"Well, I don't intend to discourage anyone from a goal, but those bad-ass assassin girls are putting A LOT of their time into this. It's not just a matter of emotional commitment, which we all know you have plenty of: there are practical issues as well - I mean, this stuff takes TIME and MONEY and it means cutting out other things from your life. You're married, you have a child, you're in school - you might have to give those up in order to reach that level."
First off I'll say up front that M@rla is one of my all time favorite fitness/weight loss bloggers and that I mean no offense in anything I say today.
This got me pretty down this morning but I have since completely changed my way of thinking around and am not discouraged but instead even more motivated. I felt like I was being told that I couldn't do it and why even try and holy shit how negative can I be some times?

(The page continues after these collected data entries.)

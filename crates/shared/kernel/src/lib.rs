//! Kernel utilities shared across slices.
//! Keep this crate lightweight; it re-exports ergonomic helpers for config loading
//! and the shared server state.
//!
//! ## Config loading
//! ```rust,ignore
//! use mdesk_kernel::config::load_config;
//! use mdesk_kernel::prelude::ApiConfig;
//! let cfg: ApiConfig = load_config(Some("server")).unwrap();
//! ```
pub mod config;
pub mod prelude;
#[cfg(feature = "server")]
pub mod server;

pub use mdesk_domain as domain;
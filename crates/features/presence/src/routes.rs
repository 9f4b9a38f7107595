use crate::Presence;
use crate::event::TypingDraft;
use crate::stream::TypingEventStream;
use axum::Json;
use axum::extract::rejection::JsonRejection;
use axum::extract::{Query, State};
use axum::http::StatusCode;
use axum::response::sse::{KeepAlive, KeepAliveStream, Sse};
use mdesk_domain::constants::PRESENCE_TAG;
use mdesk_kernel::server::ApiState;
use serde::{Deserialize, Serialize};
use std::time::Duration;
use tracing::debug;
use utoipa::{IntoParams, ToSchema};
use utoipa_axum::router::OpenApiRouter;
use utoipa_axum::routes;

/// Acknowledgement returned to every publisher that reaches the endpoint.
#[derive(Debug, Serialize, ToSchema)]
struct TypingAck {
    ok: bool,
}

#[derive(Debug, Default, Deserialize, IntoParams)]
#[serde(default)]
struct StreamParams {
    /// Channel to subscribe to; the configured default channel when omitted.
    channel: Option<String>,
}

pub fn router() -> OpenApiRouter<ApiState> {
    OpenApiRouter::new().routes(routes!(publish_typing)).routes(routes!(typing_stream))
}

#[utoipa::path(
    post,
    path = "/typing",
    request_body = TypingDraft,
    responses((status = OK, description = "Event accepted and broadcast", body = TypingAck)),
    tag = PRESENCE_TAG,
)]
async fn publish_typing(
    State(state): State<ApiState>,
    body: Result<Json<TypingDraft>, JsonRejection>,
) -> Result<Json<TypingAck>, StatusCode> {
    // Malformed or absent bodies collapse to an all-defaults draft; field
    // defaulting absorbs the rest.
    let draft = body.map_or_else(
        |rejection| {
            debug!(error = %rejection, "Unreadable typing payload; publishing defaults");
            TypingDraft::default()
        },
        |Json(draft)| draft,
    );

    let presence =
        state.try_get_slice::<Presence>().map_err(|_| StatusCode::INTERNAL_SERVER_ERROR)?;
    presence.channels().publish(draft);

    Ok(Json(TypingAck { ok: true }))
}

#[utoipa::path(
    get,
    path = "/typing/stream",
    params(StreamParams),
    responses((status = OK, description = "Long-lived SSE stream of typing events")),
    tag = PRESENCE_TAG,
)]
async fn typing_stream(
    State(state): State<ApiState>,
    Query(params): Query<StreamParams>,
) -> Result<Sse<KeepAliveStream<TypingEventStream>>, StatusCode> {
    let presence =
        state.try_get_slice::<Presence>().map_err(|_| StatusCode::INTERNAL_SERVER_ERROR)?;

    let stream = TypingEventStream::open(presence.channels(), params.channel.as_deref());

    // Comment frames keep idle connections alive through proxies.
    let keep_alive = KeepAlive::new()
        .interval(Duration::from_secs(state.config.presence.keep_alive_seconds));

    Ok(Sse::new(stream).keep_alive(keep_alive))
}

Instead I will fully acknowledge that there are indeed many obstacles to my goal and I do have many added parts of life that I can use as excuses. I have actually spent a LOT of time doing just that over the last few years, angsting over this whole thing to a degree that is ridiculous and yet making little progress. I have mentioned it before but never has it hit home as hard as it has the last few days. I spend huge amounts of energy thinking about why I can't do things instead of expending much less energy simply getting shit done.

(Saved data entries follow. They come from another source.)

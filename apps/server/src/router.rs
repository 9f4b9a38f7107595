use axum::Router;
use mdesk::kernel::prelude::ApiState;
use tower_http::trace::TraceLayer;
use utoipa::OpenApi;
use utoipa_axum::router::OpenApiRouter;
use utoipa_scalar::{Scalar, Servable};

#[derive(OpenApi)]
struct ApiDoc;

#[allow(unreachable_pub)]
pub fn init(state: ApiState) -> Router {
    let api = ApiDoc::openapi();

    // Separate the OpenAPI routes and the API documentation object
    let (openapi_routes, api_doc) = OpenApiRouter::with_openapi(api)
        .merge(mdesk::server::router::system_router())
        .merge(mdesk::features::presence::router())
        .layer(TraceLayer::new_for_http())
        .with_state(state)
        .split_for_parts();

    // Create the Scalar UI routes
    let scalar_routes = Scalar::with_url("/api", api_doc);

    // Merge all routes and then apply the state to the final router
    Router::new().merge(openapi_routes).merge(scalar_routes)
}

Take today for example: I wanted to get up at 5 again this morning like I did yesterday but our son had a fever last night and didn't want to sleep and I am still trying to adjust off cold meds so it just got later and later and I knew 5am was not going to be pretty if I wanted to make it through the day. So I reset the alarm for 6 and did get up after a bit. Our son felt really warm again this morning so I had to keep him home again. Things like this happen but it is my job then to figure out a work around, I knew he would go down for a nap at some point and that would be my chance. Well, as time went on I felt more and more tired and I'm coughing still and I could have easily laid my head down and fallen asleep. Instead I changed into my workout clothes, got him down for the count, and went and completed a kickass workout on the elliptical and chest/back day with weights. I definitely need to up what I'm lifting next time but I still feel like it went well.

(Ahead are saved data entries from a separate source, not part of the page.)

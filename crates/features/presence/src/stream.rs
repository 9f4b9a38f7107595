use crate::channels::TypingChannels;
use crate::event::TypingEvent;
use axum::response::sse::Event as SseEvent;
use mdesk_event_bus::{EventBusError, Subscriber, SubscriptionGuard};
use std::pin::Pin;
use std::sync::Arc;
use std::task::{Context, Poll};
use tokio::sync::mpsc;
use tokio_stream::Stream;

/// Write-to-stream subscriber: forwards bus events into the per-connection
/// queue. Delivery is best-effort — once the connection is gone the send
/// fails and the bus discards the error.
#[derive(Debug)]
struct StreamSink {
    tx: mpsc::UnboundedSender<Arc<TypingEvent>>,
}

impl Subscriber<TypingEvent> for StreamSink {
    fn deliver(&self, event: Arc<TypingEvent>) -> Result<(), EventBusError> {
        self.tx.send(event).map_err(|_| EventBusError::delivery("stream connection closed"))
    }
}

/// One subscription exposed as an SSE event stream.
///
/// Exactly one instance exists per open client connection and it owns exactly
/// one bus registration for its lifetime. Each bus event becomes exactly one
/// SSE frame (`event: typing` + one JSON `data:` line). Dropping the stream —
/// which axum does synchronously when the client disconnects — releases the
/// registration through the held guard, so no writes can target a closed
/// connection afterwards.
#[derive(Debug)]
pub struct TypingEventStream {
    rx: mpsc::UnboundedReceiver<Arc<TypingEvent>>,
    _subscription: SubscriptionGuard<TypingEvent>,
}

impl TypingEventStream {
    /// Subscribes to `channel` (or the default channel when `None`) and
    /// returns the connection's event stream.
    #[must_use]
    pub fn open(channels: &TypingChannels, channel: Option<&str>) -> Self {
        let (tx, rx) = mpsc::unbounded_channel();
        let subscription = channels.subscribe(channel, Arc::new(StreamSink { tx }));
        Self { rx, _subscription: subscription }
    }
}

impl Stream for TypingEventStream {
    type Item = Result<SseEvent, axum::Error>;

    fn poll_next(mut self: Pin<&mut Self>, cx: &mut Context<'_>) -> Poll<Option<Self::Item>> {
        match self.rx.poll_recv(cx) {
            Poll::Ready(Some(event)) => {
                Poll::Ready(Some(SseEvent::default().event("typing").json_data(&*event)))
            },
            Poll::Ready(None) => Poll::Ready(None),
            Poll::Pending => Poll::Pending,
        }
    }
}
use std::borrow::Cow;

/// Errors that can occur during logger initialization.
#[derive(Debug, thiserror::Error)]
pub enum LoggerError {
    /// Failure when configuring the rolling file appender (e.g., invalid path).
    #[error("Rolling file appender error{}: {source}", format_context(.context))]
    Appender { source: tracing_appender::rolling::InitError, context: Option<Cow<'static, str>> },

    /// Occurs if a global tracing subscriber has already been initialized in the current process.
    #[error("Tracing subscriber error{}: {source}", format_context(.context))]
    Subscriber {
        source: tracing_subscriber::util::TryInitError,
        context: Option<Cow<'static, str>>,
    },

    /// Internal logic errors.
    #[error("Internal logger error{}: {message}", format_context(.context))]
    Internal { message: Cow<'static, str>, context: Option<Cow<'static, str>> },

    /// Invalid configuration supplied to the logger builder.
    #[error("Invalid logger configuration{}: {message}", format_context(.context))]
    InvalidConfiguration { message: Cow<'static, str>, context: Option<Cow<'static, str>> },
}

impl From<tracing_appender::rolling::InitError> for LoggerError {
    fn from(source: tracing_appender::rolling::InitError) -> Self {
        Self::Appender { source, context: None }
    }
}

impl From<tracing_subscriber::util::TryInitError> for LoggerError {
    fn from(source: tracing_subscriber::util::TryInitError) -> Self {
        Self::Subscriber { source, context: None }
    }
}

fn format_context(context: &Option<Cow<'static, str>>) -> Cow<'static, str> {
    context.as_ref().map_or(Cow::Borrowed(""), |c| Cow::Owned(format!(" ({c})")))
}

I then came inside, took a shower, and sat around for a bit before realizing his nap would last a lot longer (from not feeling well) and I could lay down. I ended up getting a small nap and felt great when I got up.
I know that every day may not work out great for me but if I plan and plan smartly I believe I can be the person I want to be. I'm living as that person from this day forward.
I may go offline until some time next week; for the first time since I can remember I feel tired of being on the computer so I think I'm going to give it a break. We'll see, I could feel differently in the morning when I get up and want the routine.
If I don't return, Merry Christmas or Happy Holidays to every body!